Saved data entries:
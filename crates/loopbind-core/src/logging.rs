//! Logger bootstrap shared by the CLI and any embedding binary.

use log::LevelFilter;

/// Initialise the global logger.
///
/// `verbosity` counts `-v` occurrences: 0 warns only, 1 adds info,
/// 2 adds debug, anything higher traces. `RUST_LOG` still overrides.
pub fn init(verbosity: u8) {
    let level = match verbosity {
        0 => LevelFilter::Warn,
        1 => LevelFilter::Info,
        2 => LevelFilter::Debug,
        _ => LevelFilter::Trace,
    };

    env_logger::Builder::from_default_env()
        .filter_level(level)
        .format_timestamp(None)
        .try_init()
        .ok();
}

**Task statement**
Return, in full, every line of these entries that holds "adds".

**Solution to this exercise**
/// `verbosity` counts `-v` occurrences: 0 warns only, 1 adds info,
/// 2 adds debug, anything higher traces. `RUST_LOG` still overrides.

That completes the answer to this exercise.